─── Exercise data
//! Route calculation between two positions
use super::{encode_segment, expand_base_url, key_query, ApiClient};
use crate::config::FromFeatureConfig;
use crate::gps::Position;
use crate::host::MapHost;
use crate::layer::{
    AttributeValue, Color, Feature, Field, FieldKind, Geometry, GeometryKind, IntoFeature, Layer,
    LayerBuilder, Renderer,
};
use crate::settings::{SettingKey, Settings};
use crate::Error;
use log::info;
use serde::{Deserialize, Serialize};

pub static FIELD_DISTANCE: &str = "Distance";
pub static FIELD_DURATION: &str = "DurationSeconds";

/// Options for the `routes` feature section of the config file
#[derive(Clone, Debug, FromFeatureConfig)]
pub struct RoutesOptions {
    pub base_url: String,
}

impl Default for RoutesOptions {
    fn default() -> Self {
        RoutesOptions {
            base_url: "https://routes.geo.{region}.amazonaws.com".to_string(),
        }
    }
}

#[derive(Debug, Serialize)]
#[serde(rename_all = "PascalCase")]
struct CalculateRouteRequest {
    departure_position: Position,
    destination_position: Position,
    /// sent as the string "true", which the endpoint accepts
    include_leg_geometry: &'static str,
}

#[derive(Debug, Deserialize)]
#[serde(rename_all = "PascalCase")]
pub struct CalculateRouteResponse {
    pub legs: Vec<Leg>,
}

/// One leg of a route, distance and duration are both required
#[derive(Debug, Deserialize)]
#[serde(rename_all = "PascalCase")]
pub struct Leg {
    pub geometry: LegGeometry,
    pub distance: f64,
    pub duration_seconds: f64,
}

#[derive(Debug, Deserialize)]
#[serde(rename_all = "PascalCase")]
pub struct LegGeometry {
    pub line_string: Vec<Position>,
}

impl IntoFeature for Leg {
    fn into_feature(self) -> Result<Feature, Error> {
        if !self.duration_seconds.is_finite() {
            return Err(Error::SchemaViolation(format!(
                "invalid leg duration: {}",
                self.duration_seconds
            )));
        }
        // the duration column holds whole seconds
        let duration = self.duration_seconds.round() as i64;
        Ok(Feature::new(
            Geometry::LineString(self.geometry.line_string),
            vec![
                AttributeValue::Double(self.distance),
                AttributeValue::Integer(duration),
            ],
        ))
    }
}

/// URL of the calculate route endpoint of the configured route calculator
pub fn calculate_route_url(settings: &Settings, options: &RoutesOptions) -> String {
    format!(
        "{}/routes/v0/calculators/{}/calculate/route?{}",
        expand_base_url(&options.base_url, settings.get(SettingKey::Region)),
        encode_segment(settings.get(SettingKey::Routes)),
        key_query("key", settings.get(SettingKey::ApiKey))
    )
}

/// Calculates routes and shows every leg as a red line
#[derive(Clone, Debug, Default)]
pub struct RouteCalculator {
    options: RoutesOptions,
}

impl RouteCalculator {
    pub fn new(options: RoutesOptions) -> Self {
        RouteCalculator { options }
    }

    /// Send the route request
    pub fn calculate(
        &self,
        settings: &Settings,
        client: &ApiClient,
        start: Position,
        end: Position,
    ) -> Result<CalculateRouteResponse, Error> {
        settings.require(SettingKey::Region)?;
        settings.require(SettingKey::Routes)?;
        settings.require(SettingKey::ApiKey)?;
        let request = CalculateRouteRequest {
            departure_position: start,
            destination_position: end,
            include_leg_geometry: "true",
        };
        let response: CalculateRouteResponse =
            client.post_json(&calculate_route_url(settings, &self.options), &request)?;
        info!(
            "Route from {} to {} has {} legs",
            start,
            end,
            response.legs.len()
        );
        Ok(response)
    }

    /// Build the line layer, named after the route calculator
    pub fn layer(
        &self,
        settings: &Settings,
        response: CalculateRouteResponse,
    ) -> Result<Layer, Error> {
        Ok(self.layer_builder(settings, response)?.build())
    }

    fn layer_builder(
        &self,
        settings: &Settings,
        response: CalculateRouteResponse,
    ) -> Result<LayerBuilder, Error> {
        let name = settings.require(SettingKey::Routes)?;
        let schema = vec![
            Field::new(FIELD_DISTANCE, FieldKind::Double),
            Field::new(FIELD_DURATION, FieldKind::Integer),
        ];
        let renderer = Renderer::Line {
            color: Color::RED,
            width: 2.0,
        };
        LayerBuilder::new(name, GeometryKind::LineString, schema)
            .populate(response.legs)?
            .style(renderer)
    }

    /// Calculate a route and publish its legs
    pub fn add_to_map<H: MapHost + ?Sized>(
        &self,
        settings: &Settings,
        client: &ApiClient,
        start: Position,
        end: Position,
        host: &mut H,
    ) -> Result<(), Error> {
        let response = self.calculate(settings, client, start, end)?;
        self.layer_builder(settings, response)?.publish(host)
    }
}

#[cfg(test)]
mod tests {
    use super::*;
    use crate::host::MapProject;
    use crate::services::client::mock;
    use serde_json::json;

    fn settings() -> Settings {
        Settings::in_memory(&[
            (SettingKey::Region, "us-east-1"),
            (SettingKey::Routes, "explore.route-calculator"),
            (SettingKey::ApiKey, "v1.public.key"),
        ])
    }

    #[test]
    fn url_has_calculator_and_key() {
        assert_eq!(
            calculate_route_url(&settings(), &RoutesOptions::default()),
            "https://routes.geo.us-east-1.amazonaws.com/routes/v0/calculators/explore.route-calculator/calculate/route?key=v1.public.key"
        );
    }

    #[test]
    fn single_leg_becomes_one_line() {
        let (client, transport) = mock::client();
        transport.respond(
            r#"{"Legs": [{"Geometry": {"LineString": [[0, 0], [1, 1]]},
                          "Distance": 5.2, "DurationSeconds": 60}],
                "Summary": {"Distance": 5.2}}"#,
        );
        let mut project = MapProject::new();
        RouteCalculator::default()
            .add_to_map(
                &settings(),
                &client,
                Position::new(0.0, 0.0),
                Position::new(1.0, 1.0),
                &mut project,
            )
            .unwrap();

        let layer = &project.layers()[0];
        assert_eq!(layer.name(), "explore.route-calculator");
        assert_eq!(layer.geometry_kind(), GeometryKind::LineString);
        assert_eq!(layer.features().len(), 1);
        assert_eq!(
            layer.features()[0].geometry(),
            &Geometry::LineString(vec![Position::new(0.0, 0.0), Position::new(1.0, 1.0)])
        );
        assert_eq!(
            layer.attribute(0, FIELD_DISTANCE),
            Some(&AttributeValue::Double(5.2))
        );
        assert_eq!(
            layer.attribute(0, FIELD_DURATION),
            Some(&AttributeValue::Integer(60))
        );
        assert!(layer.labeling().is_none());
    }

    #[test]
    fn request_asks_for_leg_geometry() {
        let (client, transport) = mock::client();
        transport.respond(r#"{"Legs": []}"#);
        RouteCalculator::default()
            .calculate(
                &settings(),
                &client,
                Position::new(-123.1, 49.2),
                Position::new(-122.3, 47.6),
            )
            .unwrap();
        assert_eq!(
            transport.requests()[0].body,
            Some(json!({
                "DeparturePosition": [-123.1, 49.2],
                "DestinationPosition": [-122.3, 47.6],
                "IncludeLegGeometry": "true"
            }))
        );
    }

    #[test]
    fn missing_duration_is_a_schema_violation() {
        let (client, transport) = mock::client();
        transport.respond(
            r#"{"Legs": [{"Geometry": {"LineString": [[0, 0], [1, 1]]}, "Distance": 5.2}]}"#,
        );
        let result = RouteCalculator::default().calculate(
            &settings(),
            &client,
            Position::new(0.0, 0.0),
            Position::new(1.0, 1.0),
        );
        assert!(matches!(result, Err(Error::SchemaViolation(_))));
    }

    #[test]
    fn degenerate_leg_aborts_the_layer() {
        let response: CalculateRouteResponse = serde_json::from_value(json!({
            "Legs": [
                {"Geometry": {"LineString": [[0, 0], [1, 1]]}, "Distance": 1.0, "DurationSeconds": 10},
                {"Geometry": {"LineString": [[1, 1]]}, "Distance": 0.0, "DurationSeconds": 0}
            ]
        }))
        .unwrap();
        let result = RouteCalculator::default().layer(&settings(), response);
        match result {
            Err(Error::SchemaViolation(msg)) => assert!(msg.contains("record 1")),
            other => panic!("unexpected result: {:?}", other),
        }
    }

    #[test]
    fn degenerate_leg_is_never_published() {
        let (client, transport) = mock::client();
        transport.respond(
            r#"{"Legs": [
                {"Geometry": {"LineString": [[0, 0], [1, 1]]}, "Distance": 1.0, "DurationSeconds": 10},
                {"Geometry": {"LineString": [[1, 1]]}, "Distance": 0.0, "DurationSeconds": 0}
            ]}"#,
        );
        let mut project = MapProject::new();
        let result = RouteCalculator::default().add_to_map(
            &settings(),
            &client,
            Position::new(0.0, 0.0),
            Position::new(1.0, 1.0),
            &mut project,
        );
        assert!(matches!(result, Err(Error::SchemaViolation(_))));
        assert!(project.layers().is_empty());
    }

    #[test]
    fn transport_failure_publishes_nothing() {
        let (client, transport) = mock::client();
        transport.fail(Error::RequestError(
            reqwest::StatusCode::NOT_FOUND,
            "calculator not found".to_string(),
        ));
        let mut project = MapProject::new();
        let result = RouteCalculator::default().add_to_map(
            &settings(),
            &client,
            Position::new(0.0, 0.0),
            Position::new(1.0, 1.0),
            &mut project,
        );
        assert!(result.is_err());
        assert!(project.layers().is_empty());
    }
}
──────
• **Exercise objective**: Would you please copy each line of the listing that contains the word "ApiKey"?

• **Task response**:
        key_query("key", settings.get(SettingKey::ApiKey))
        settings.require(SettingKey::ApiKey)?;
            (SettingKey::ApiKey, "v1.public.key"),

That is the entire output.